SORVEGLIARE E PULIRE: IL SESSO DEL REGIME

«Tu sei il tuo partner sessuale più sicuro. La masturbazione non diffonderà il virus, specialmente se lavi le mani (e ogni sex toy) con acqua e sapone per almeno 20 secondi prima e dopo il sesso».

Il quotidiano Il Mattino qualche mese fa così titolava (citando il sito della città di New York) invitando a masturbarsi. Non pensavo si potesse delirare più di quanto avessero fatto con le ordinanze sindaci e presidenti di regione psicopatici. Due considerazioni tecniche mi sono quindi venute spontanee.

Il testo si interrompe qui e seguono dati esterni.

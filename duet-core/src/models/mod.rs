pub mod id;

pub use id::{ConnectionId, RoomId};
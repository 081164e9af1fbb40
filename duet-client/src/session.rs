//! Call session controller
//!
//! One task owns every resource of a call attempt and applies inputs strictly
//! one at a time. Three sources feed it: commands from [`SessionHandle`]s
//! (user actions and remote signaling events), timer ticks, and transport
//! reports. All teardown paths go through `cancel_all`, which is idempotent,
//! so resources are released exactly once however the call ends.

use std::{future::Future, sync::Arc, time::Duration};

use duet_core::{ClientMessage, Error, Result, RoomId, ServerMessage};
use serde::Serialize;
use serde_json::Value;
use tokio::{
    sync::{mpsc, oneshot, watch},
    task::JoinHandle,
    time::Instant,
};
use tracing::{debug, info, warn};

use crate::{
    chat::{ChatLog, ChatMessage},
    config::SessionConfig,
    reconnect::{ReconnectionManager, RetryDecision, RetryPolicy},
    state::CallState,
    transport::{
        CallBackend, IceCandidate, LocalMedia, PeerTransport, SdpType, SessionDescription,
        SignalingSink, TransportEvent, TransportState,
    },
};

/// Why a session reached `Ended`
#[derive(Debug, Clone, Copy, PartialEq, Eq, Serialize)]
#[serde(rename_all = "snake_case")]
pub enum EndReason {
    /// The local user hung up. The peer is sent `end-call` if the room was joined.
    Manual,
    /// The peer sent `end-call`
    RemoteEnded,
    /// The peer's signaling connection went away
    PeerLeft,
    RetryExhausted,
    TransportFailed,
    RoomFull,
    /// Every handle was dropped
    Abandoned,
}

/// Observable snapshot of a session
#[derive(Debug, Clone, PartialEq, Eq, Serialize)]
#[serde(rename_all = "camelCase")]
pub struct SessionStatus {
    pub state: CallState,
    /// Time spent in `Connected`; frozen while reconnecting, zero once ended
    pub elapsed: Duration,
    pub end_reason: Option<EndReason>,
    pub peer_name: Option<String>,
    pub microphone_on: bool,
    pub camera_on: bool,
}

impl SessionStatus {
    #[must_use]
    pub const fn status_text(&self) -> &'static str {
        self.state.status_text()
    }
}

/// Render a call duration as `MM:SS`
#[must_use]
pub fn format_duration(elapsed: Duration) -> String {
    let secs = elapsed.as_secs();
    format!("{:02}:{:02}", secs / 60, secs % 60)
}

enum Command {
    Remote(ServerMessage),
    End,
    SendChat(String),
    ToggleMicrophone(oneshot::Sender<Option<bool>>),
    ToggleCamera(oneshot::Sender<Option<bool>>),
}

#[derive(Debug, Clone, Copy)]
enum Tick {
    Retry,
    Duration,
}

enum Input {
    Command(Option<Command>),
    Tick(Tick),
    Transport(TransportEvent),
}

/// Handle to a running [`CallSession`]
#[derive(Clone)]
pub struct SessionHandle {
    room_id: RoomId,
    commands: mpsc::UnboundedSender<Command>,
    status: watch::Receiver<SessionStatus>,
    chat: watch::Receiver<Vec<ChatMessage>>,
}

impl SessionHandle {
    #[must_use]
    pub const fn room_id(&self) -> &RoomId {
        &self.room_id
    }

    #[must_use]
    pub fn status(&self) -> SessionStatus {
        self.status.borrow().clone()
    }

    #[must_use]
    pub fn state(&self) -> CallState {
        self.status.borrow().state
    }

    #[must_use]
    pub fn subscribe(&self) -> watch::Receiver<SessionStatus> {
        self.status.clone()
    }

    #[must_use]
    pub fn chat_messages(&self) -> Vec<ChatMessage> {
        self.chat.borrow().clone()
    }

    /// Feed an event received from the signaling server
    pub fn deliver(&self, message: ServerMessage) {
        self.command(Command::Remote(message));
    }

    /// Hang up. Only the first call has an effect.
    pub fn end(&self) {
        self.command(Command::End);
    }

    pub fn send_chat(&self, text: impl Into<String>) {
        self.command(Command::SendChat(text.into()));
    }

    /// Flip the microphone. `None` when there is no local media.
    pub async fn toggle_microphone(&self) -> Option<bool> {
        let (tx, rx) = oneshot::channel();
        self.command(Command::ToggleMicrophone(tx));
        rx.await.ok().flatten()
    }

    /// Flip the camera. `None` when there is no local media.
    pub async fn toggle_camera(&self) -> Option<bool> {
        let (tx, rx) = oneshot::channel();
        self.command(Command::ToggleCamera(tx));
        rx.await.ok().flatten()
    }

    /// Wait until the session is in `target`. `None` if it finished elsewhere.
    pub async fn wait_for_state(&self, target: CallState) -> Option<SessionStatus> {
        let mut rx = self.status.clone();
        let status = rx.wait_for(|s| s.state == target).await.ok().map(|s| s.clone());
        status
    }

    fn command(&self, command: Command) {
        if self.commands.send(command).is_err() {
            debug!(room_id = %self.room_id, "Session already finished");
        }
    }
}

pub struct CallSession {
    room_id: RoomId,
    name: String,
    config: SessionConfig,
    backend: Arc<dyn CallBackend>,
    signaling: Arc<dyn SignalingSink>,

    state: CallState,
    peer_name: Option<String>,
    end_reason: Option<EndReason>,

    media: Option<Box<dyn LocalMedia>>,
    transport: Option<Box<dyn PeerTransport>>,

    reconnect: ReconnectionManager,
    duration_ticker: Option<JoinHandle<()>>,
    elapsed: Duration,
    chat: ChatLog,

    commands: mpsc::UnboundedReceiver<Command>,
    /// Commands that arrived while local setup was still pending
    deferred: Vec<Command>,
    ticks_tx: mpsc::UnboundedSender<Tick>,
    ticks: mpsc::UnboundedReceiver<Tick>,
    transport_tx: mpsc::UnboundedSender<TransportEvent>,
    transport_events: mpsc::UnboundedReceiver<TransportEvent>,
    status_tx: watch::Sender<SessionStatus>,
    chat_tx: watch::Sender<Vec<ChatMessage>>,
}
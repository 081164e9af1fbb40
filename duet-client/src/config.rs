use serde::{Deserialize, Serialize};
use std::time::Duration;

/// Timing and ICE settings for a call session
#[derive(Debug, Clone, Serialize, Deserialize)]
#[serde(default)]
pub struct SessionConfig {
    /// Interval between connectivity-restart attempts while reconnecting
    #[serde(with = "duration_secs")]
    pub retry_interval: Duration,
    /// Time allowed in `Reconnecting` before the call is given up
    #[serde(with = "duration_secs")]
    pub retry_budget: Duration,
    /// Resolution of the connected-duration counter
    #[serde(with = "duration_secs")]
    pub duration_tick: Duration,
    pub ice_servers: Vec<String>,
}

impl Default for SessionConfig {
    fn default() -> Self {
        Self {
            retry_interval: Duration::from_secs(5),
            retry_budget: Duration::from_secs(30),
            duration_tick: Duration::from_secs(1),
            ice_servers: vec!["stun:stun.l.google.com:19302".to_string()],
        }
    }
}

impl SessionConfig {
    /// Check the timers can actually run. Returns every problem found.
    pub fn validate(&self) -> Result<(), Vec<String>> {
        let mut errors = Vec::new();

        if self.retry_interval.is_zero() {
            errors.push("retry_interval must be non-zero".to_string());
        }
        if self.duration_tick.is_zero() {
            errors.push("duration_tick must be non-zero".to_string());
        }
        if self.retry_budget < self.retry_interval {
            errors.push(format!(
                "retry_budget ({}s) must be at least retry_interval ({}s)",
                self.retry_budget.as_secs(),
                self.retry_interval.as_secs()
            ));
        }

        if errors.is_empty() {
            Ok(())
        } else {
            Err(errors)
        }
    }
}

mod duration_secs {
    use serde::{Deserialize, Deserializer, Serializer};
    use std::time::Duration;

    pub fn serialize<S: Serializer>(value: &Duration, serializer: S) -> Result<S::Ok, S::Error> {
        serializer.serialize_u64(value.as_secs())
    }

    pub fn deserialize<'de, D: Deserializer<'de>>(deserializer: D) -> Result<Duration, D::Error> {
        u64::deserialize(deserializer).map(Duration::from_secs)
    }
}
// HTTP error handling

use axum::{
    http::StatusCode,
    response::{IntoResponse, Response},
    Json,
};
use serde::{Deserialize, Serialize};
use std::fmt;

/// Result type for HTTP handlers
pub type AppResult<T> = Result<T, AppError>;

/// Application error with HTTP status code
#[derive(Debug)]
pub struct AppError {
    pub status: StatusCode,
    pub message: String,
}

impl AppError {
    pub fn new(status: StatusCode, message: impl Into<String>) -> Self {
        Self {
            status,
            message: message.into(),
        }
    }

    pub fn bad_request(message: impl Into<String>) -> Self {
        Self::new(StatusCode::BAD_REQUEST, message)
    }

    pub fn not_found(message: impl Into<String>) -> Self {
        Self::new(StatusCode::NOT_FOUND, message)
    }

    pub fn conflict(message: impl Into<String>) -> Self {
        Self::new(StatusCode::CONFLICT, message)
    }

    pub fn internal_server_error(message: impl Into<String>) -> Self {
        Self::new(StatusCode::INTERNAL_SERVER_ERROR, message)
    }
}

impl fmt::Display for AppError {
    fn fmt(&self, f: &mut fmt::Formatter<'_>) -> fmt::Result {
        write!(f, "{}: {}", self.status, self.message)
    }
}

impl std::error::Error for AppError {}

/// Error response JSON structure
#[derive(Debug, Serialize, Deserialize)]
struct ErrorResponse {
    error: String,
    status: u16,
}

impl IntoResponse for AppError {
    fn into_response(self) -> Response {
        let status = self.status;
        let body = Json(ErrorResponse {
            error: self.message,
            status: status.as_u16(),
        });

        (status, body).into_response()
    }
}

/// Convert `duet_core` errors to HTTP errors
impl From<duet_core::Error> for AppError {
    fn from(err: duet_core::Error) -> Self {
        use duet_core::Error;

        match err {
            Error::NotFound(msg) => Self::not_found(msg),
            Error::CapacityExceeded(msg) => Self::conflict(format!("Room is full: {msg}")),
            Error::InvalidInput(msg) => Self::bad_request(msg),
            other => {
                tracing::error!("Internal error: {}", other);
                Self::internal_server_error("Internal server error")
            }
        }
    }
}

#[cfg(test)]
mod tests {
    use super::*;

    #[test]
    fn test_core_error_mapping() {
        let err = AppError::from(duet_core::Error::NotFound("room ROOM1".to_string()));
        assert_eq!(err.status, StatusCode::NOT_FOUND);

        let err = AppError::from(duet_core::Error::CapacityExceeded("ROOM1".to_string()));
        assert_eq!(err.status, StatusCode::CONFLICT);

        let err = AppError::from(duet_core::Error::Internal("boom".to_string()));
        assert_eq!(err.status, StatusCode::INTERNAL_SERVER_ERROR);
        assert_eq!(err.message, "Internal server error");
    }
}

1) “Tu sei il tuo partner sessuale più sicuro”, sentenzia l’articolo. Non è vero, non sempre, il più delle volte siamo promiscui anche con noi stessi. E poi per certe cose ci vuole del feeling, atmosfera, complicità. Non mi ci vedo a lume di candela mentre cerco di sedurre la parte di me meno romantica. Anche per le sveltine. Di non secondaria importanza è l’artitre, ed è un ostacolo non da poco, il rischio concreto è di trasformare la presa virile in una tagliola violenta. E io sono contro la violenza, figurarsi sulla mia carne.

2) “Specialmente se ti lavi le mani prima e dopo”. L’obiezione è scontata: mi hai preso per uno zozzone? Non ce n’è molti di feticisti del liquido seminale che si cospargono con i propri fluidi. Almeno credo. Sui 20 secondi per il lavaggio non so, dipende dalla consistenza del seme. Se è di bassa qualità forse bastano.

3) Sex toy. Ne ho viste di cose ai limiti dell’umano. O meglio quando studiavo psichiatria nella letteratura medica si raccontava di uomini che infilavano il membro nella bottiglia o che adoperavano l’ano per curiose e imbarazzanti sperimentazioni. Però porcamiseria devi essere malato per pensare che una congrua fetta della popolazione (maschile nel nostro caso) apra la dispensa in cerca di mestoli, frullatori o rotoli scottex con i quali esperire insolite eccitazioni. Il giornalista saprà come si fanno le seghe voglio sperare. Il ritaglio di giornale purtroppo non si ferma qua. «Tre (o più persone) sono assolutamente un assembramento». Io qualche porno l’ho visto, conosco il genere orge, gang bang, animal, meccanici contro infermiere al limite, ma l’assembramento mi mancava. Farò una ricerca approfondita.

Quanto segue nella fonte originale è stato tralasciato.